*** RECORD SET Section Begins ***
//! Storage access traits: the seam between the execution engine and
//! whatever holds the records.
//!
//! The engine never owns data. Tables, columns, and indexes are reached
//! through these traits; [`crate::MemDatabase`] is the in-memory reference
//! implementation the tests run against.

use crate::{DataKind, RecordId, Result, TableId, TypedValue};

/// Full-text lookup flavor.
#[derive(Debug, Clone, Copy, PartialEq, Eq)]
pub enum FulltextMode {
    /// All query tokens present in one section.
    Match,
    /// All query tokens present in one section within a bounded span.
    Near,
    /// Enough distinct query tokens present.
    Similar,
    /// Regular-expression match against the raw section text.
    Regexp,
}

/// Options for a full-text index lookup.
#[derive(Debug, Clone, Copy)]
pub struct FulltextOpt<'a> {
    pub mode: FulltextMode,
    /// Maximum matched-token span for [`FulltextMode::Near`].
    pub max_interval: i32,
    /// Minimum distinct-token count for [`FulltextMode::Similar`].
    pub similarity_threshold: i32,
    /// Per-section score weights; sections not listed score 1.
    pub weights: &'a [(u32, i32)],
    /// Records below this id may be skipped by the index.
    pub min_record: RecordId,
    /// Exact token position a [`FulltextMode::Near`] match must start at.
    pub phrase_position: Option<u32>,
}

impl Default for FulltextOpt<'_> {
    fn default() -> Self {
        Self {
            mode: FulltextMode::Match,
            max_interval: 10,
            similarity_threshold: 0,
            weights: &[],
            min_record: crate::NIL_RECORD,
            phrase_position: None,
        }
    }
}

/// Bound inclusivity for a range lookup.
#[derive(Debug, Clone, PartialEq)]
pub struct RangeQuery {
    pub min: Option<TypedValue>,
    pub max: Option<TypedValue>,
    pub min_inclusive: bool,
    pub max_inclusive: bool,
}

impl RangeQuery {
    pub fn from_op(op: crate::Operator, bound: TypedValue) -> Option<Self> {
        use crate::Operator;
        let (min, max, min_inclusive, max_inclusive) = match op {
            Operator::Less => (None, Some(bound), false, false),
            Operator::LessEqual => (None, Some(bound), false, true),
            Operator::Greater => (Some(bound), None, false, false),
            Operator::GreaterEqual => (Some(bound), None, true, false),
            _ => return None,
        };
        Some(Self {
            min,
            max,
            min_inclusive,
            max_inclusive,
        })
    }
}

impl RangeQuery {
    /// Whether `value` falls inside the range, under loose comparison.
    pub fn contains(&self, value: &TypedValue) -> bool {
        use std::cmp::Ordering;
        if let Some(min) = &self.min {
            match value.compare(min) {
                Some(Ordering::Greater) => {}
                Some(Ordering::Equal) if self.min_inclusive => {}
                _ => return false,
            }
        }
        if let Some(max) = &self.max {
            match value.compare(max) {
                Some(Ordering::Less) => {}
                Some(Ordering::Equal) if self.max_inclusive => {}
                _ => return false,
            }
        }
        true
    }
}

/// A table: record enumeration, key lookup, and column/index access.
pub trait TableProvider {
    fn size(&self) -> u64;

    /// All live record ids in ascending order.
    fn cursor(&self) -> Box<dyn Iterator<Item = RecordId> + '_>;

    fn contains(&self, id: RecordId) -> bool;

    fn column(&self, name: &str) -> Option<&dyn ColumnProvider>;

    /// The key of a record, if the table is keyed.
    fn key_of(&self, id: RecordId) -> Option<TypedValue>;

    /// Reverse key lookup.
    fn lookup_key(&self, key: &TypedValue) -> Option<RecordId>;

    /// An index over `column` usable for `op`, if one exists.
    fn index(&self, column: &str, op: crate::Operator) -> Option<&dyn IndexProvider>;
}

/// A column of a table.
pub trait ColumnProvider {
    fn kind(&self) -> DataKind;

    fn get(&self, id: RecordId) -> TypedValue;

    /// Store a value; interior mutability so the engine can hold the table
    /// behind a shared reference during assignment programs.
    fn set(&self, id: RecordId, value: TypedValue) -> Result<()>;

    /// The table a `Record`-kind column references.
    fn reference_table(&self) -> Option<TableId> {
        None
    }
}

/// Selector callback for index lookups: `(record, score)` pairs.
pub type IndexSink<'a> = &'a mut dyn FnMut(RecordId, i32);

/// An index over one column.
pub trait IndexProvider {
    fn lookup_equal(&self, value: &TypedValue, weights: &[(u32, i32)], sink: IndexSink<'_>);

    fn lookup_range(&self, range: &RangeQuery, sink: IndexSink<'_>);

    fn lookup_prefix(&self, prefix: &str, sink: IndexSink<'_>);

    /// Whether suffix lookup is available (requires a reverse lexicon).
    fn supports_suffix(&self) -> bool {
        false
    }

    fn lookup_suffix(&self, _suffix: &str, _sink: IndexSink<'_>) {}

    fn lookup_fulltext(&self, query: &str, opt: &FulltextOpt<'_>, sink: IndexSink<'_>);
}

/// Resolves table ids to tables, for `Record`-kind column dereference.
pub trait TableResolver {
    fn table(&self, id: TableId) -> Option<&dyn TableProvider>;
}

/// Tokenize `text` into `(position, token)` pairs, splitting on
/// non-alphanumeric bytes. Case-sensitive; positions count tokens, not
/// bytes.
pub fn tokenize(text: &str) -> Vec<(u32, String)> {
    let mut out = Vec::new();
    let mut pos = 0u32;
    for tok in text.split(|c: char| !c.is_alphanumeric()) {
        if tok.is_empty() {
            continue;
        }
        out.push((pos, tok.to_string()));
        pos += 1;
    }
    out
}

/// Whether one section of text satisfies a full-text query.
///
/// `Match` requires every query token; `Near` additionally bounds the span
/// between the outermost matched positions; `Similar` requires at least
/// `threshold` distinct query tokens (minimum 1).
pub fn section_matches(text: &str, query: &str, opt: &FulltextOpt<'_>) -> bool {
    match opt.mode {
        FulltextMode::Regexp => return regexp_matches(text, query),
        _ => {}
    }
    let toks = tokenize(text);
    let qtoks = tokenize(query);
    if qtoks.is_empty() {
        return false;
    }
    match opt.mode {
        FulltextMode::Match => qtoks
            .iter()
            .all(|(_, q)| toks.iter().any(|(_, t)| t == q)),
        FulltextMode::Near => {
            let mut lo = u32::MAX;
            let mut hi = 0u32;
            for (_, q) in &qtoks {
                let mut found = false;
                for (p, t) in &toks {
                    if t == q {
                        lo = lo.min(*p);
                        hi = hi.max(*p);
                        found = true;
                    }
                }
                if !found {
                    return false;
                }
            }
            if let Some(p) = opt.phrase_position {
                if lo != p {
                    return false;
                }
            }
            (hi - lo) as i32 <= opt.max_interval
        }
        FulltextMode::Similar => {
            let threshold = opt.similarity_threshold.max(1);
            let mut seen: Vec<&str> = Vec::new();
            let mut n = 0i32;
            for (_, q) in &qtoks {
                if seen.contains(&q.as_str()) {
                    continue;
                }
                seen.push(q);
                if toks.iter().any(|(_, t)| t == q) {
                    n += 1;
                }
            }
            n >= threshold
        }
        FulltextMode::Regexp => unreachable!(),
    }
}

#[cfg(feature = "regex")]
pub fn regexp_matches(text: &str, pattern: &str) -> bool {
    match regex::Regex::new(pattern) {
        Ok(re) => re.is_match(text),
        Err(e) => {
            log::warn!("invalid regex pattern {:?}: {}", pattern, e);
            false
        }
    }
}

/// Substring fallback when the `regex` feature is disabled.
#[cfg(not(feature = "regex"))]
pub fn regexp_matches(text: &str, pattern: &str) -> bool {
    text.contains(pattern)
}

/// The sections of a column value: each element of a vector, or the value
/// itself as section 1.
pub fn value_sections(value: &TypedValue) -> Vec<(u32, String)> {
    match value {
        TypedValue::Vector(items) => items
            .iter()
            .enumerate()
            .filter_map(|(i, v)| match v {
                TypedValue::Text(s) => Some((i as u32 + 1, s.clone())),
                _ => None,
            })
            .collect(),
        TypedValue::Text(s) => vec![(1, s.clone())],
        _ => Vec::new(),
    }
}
*** RECORD SET Section Ends ***
*** RECORD SET Section Begins ***
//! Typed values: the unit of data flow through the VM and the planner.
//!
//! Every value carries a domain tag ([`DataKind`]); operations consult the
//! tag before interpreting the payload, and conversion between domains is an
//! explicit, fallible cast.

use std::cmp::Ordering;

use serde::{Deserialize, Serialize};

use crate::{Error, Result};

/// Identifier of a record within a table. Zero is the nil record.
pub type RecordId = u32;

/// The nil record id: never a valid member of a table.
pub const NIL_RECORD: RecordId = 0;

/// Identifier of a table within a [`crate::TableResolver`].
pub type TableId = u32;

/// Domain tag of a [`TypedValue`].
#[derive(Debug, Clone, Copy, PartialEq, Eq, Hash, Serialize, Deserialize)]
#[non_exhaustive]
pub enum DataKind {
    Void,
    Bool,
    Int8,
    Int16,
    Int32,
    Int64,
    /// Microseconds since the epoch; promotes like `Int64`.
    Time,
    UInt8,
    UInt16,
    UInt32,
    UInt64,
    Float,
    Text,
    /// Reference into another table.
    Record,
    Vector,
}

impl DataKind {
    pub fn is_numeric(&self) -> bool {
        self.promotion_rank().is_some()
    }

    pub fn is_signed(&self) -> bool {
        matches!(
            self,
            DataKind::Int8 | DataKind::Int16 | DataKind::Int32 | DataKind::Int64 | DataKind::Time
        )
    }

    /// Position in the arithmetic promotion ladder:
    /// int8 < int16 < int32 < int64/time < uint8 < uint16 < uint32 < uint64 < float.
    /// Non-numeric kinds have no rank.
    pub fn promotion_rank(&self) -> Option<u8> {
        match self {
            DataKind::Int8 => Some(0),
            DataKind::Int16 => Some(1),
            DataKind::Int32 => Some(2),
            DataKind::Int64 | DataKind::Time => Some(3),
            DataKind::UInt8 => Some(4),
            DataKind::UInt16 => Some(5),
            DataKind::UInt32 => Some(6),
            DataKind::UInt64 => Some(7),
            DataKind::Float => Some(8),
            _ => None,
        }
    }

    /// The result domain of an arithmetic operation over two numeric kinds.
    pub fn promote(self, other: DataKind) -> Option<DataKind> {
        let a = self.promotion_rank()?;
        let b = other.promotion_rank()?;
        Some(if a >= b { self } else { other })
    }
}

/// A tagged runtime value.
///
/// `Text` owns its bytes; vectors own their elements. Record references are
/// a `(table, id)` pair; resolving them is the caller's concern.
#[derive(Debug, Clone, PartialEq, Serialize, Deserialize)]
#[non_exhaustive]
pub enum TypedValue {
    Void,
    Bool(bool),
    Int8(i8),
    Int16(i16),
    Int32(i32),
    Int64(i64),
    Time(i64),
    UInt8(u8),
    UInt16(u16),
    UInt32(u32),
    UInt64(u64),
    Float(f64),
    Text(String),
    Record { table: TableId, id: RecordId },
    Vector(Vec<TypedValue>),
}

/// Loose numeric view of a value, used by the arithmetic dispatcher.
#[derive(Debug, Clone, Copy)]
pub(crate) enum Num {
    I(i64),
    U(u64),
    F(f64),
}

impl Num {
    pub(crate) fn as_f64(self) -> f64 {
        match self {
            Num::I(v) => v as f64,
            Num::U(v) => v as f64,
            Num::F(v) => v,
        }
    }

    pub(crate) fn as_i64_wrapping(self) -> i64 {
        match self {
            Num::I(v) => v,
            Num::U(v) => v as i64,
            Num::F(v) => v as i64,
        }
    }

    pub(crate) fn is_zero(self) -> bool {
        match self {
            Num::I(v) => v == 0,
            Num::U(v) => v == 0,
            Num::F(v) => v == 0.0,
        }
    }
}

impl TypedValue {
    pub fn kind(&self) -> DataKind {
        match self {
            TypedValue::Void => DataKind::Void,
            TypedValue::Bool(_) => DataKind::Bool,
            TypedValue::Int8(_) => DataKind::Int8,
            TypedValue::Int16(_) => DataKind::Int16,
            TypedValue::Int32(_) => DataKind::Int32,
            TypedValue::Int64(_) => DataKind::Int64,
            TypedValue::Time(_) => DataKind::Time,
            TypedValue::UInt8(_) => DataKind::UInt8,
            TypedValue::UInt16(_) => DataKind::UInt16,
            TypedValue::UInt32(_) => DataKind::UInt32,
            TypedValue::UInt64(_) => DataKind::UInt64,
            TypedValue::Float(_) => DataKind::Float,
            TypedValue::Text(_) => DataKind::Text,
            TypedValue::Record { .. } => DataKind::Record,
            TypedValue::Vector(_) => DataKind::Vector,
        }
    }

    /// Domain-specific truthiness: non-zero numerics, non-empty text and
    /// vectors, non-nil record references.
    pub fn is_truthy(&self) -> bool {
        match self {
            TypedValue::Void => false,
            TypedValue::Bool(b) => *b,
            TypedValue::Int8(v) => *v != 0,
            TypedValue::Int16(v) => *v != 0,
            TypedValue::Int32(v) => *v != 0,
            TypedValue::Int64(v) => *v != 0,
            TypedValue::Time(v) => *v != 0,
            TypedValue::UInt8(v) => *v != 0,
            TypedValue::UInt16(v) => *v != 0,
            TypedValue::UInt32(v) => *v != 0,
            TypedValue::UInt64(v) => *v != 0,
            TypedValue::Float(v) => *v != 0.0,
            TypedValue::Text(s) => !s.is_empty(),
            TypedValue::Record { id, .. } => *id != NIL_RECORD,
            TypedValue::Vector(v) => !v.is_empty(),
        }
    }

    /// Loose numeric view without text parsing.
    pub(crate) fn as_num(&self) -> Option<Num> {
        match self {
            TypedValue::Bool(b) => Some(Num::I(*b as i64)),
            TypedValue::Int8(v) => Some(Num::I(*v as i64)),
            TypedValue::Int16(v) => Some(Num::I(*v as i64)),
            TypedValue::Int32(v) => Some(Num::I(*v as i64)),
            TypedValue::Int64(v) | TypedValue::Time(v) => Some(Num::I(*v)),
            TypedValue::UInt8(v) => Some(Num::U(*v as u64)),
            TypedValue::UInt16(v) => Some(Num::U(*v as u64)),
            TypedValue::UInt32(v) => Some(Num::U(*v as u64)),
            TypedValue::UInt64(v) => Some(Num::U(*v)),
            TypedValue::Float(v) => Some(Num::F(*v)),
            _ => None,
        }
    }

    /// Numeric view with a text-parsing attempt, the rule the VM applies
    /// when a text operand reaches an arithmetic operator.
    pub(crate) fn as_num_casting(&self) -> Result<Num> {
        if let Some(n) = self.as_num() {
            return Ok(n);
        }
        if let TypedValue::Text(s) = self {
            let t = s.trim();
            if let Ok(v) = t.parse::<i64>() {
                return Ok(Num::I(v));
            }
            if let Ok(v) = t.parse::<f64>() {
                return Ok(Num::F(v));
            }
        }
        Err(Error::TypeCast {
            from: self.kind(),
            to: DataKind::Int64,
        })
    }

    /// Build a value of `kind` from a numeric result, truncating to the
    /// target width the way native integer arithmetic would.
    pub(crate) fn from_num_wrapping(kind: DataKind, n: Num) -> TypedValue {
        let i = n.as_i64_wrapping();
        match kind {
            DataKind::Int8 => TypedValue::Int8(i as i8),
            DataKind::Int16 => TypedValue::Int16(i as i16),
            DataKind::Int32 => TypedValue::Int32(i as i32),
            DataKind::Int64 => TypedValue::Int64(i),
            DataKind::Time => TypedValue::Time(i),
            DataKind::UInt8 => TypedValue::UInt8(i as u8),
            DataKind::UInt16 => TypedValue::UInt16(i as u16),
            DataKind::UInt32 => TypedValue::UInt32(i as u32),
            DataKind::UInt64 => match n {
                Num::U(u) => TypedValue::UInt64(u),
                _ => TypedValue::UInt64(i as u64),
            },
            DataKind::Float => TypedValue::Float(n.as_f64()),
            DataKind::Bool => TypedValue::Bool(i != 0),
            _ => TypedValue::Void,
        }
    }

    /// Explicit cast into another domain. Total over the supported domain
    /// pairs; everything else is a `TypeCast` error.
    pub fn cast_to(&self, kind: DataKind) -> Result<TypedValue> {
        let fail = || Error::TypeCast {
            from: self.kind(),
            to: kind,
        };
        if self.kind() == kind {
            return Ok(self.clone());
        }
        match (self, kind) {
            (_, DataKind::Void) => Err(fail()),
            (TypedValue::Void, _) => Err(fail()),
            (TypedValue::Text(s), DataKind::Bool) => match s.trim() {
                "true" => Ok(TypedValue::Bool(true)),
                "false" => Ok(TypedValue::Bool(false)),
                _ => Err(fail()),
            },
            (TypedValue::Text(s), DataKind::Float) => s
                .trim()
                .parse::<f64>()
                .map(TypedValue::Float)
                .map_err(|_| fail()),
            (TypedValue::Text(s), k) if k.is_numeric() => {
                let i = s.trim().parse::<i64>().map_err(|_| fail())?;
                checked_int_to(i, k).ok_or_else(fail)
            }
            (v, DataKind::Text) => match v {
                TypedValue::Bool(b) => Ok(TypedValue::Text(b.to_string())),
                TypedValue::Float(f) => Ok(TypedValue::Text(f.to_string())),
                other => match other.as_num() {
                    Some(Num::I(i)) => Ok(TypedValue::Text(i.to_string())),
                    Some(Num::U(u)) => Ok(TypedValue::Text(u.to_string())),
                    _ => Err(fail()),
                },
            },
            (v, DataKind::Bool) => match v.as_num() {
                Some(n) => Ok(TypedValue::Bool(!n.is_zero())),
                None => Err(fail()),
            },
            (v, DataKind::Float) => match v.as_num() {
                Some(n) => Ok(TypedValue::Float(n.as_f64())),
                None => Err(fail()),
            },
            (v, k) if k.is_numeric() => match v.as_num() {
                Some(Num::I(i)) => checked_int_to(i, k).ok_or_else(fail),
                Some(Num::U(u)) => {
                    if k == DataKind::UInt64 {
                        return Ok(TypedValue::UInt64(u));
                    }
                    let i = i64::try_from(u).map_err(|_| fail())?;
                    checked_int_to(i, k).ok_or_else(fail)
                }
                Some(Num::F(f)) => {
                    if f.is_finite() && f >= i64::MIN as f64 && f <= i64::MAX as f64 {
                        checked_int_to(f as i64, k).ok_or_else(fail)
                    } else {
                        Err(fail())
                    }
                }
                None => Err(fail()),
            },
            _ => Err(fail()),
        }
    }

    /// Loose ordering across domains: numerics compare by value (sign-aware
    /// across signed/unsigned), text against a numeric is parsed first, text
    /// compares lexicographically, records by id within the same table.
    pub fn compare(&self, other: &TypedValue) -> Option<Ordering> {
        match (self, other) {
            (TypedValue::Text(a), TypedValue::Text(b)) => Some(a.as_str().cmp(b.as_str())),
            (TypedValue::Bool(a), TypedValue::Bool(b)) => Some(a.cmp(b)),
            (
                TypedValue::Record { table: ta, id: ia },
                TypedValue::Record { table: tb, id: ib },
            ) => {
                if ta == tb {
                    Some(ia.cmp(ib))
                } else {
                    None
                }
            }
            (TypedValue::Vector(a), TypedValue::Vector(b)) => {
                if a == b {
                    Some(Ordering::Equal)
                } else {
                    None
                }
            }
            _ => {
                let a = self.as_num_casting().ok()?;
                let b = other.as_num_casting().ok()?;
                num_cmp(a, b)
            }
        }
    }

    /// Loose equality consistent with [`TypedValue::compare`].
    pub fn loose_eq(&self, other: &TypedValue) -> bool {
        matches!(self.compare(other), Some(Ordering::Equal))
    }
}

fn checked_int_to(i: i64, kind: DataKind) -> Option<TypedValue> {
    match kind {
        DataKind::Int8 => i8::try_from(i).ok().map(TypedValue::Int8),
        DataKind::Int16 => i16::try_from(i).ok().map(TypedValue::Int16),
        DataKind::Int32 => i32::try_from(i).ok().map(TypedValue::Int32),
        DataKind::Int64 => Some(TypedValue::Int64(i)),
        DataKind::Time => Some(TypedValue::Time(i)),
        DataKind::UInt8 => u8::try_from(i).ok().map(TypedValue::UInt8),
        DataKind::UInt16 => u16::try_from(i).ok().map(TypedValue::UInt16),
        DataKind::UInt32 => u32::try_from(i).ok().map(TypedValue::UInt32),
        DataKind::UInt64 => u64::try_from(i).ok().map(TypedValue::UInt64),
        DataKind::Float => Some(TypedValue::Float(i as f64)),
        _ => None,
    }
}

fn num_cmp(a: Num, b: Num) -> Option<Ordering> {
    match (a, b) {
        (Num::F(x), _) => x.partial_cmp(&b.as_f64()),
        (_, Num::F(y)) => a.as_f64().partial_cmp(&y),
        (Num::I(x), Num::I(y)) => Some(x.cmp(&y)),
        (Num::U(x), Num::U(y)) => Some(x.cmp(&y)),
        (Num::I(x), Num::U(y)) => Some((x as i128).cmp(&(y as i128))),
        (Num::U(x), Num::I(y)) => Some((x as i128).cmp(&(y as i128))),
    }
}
*** RECORD SET Section Ends ***
■ PROMPT
Look through the data above and report every line in which "domains" appears.

■ RESPONSE AREA
//! tag before interpreting the payload, and conversion between domains is an
    /// Loose ordering across domains: numerics compare by value (sign-aware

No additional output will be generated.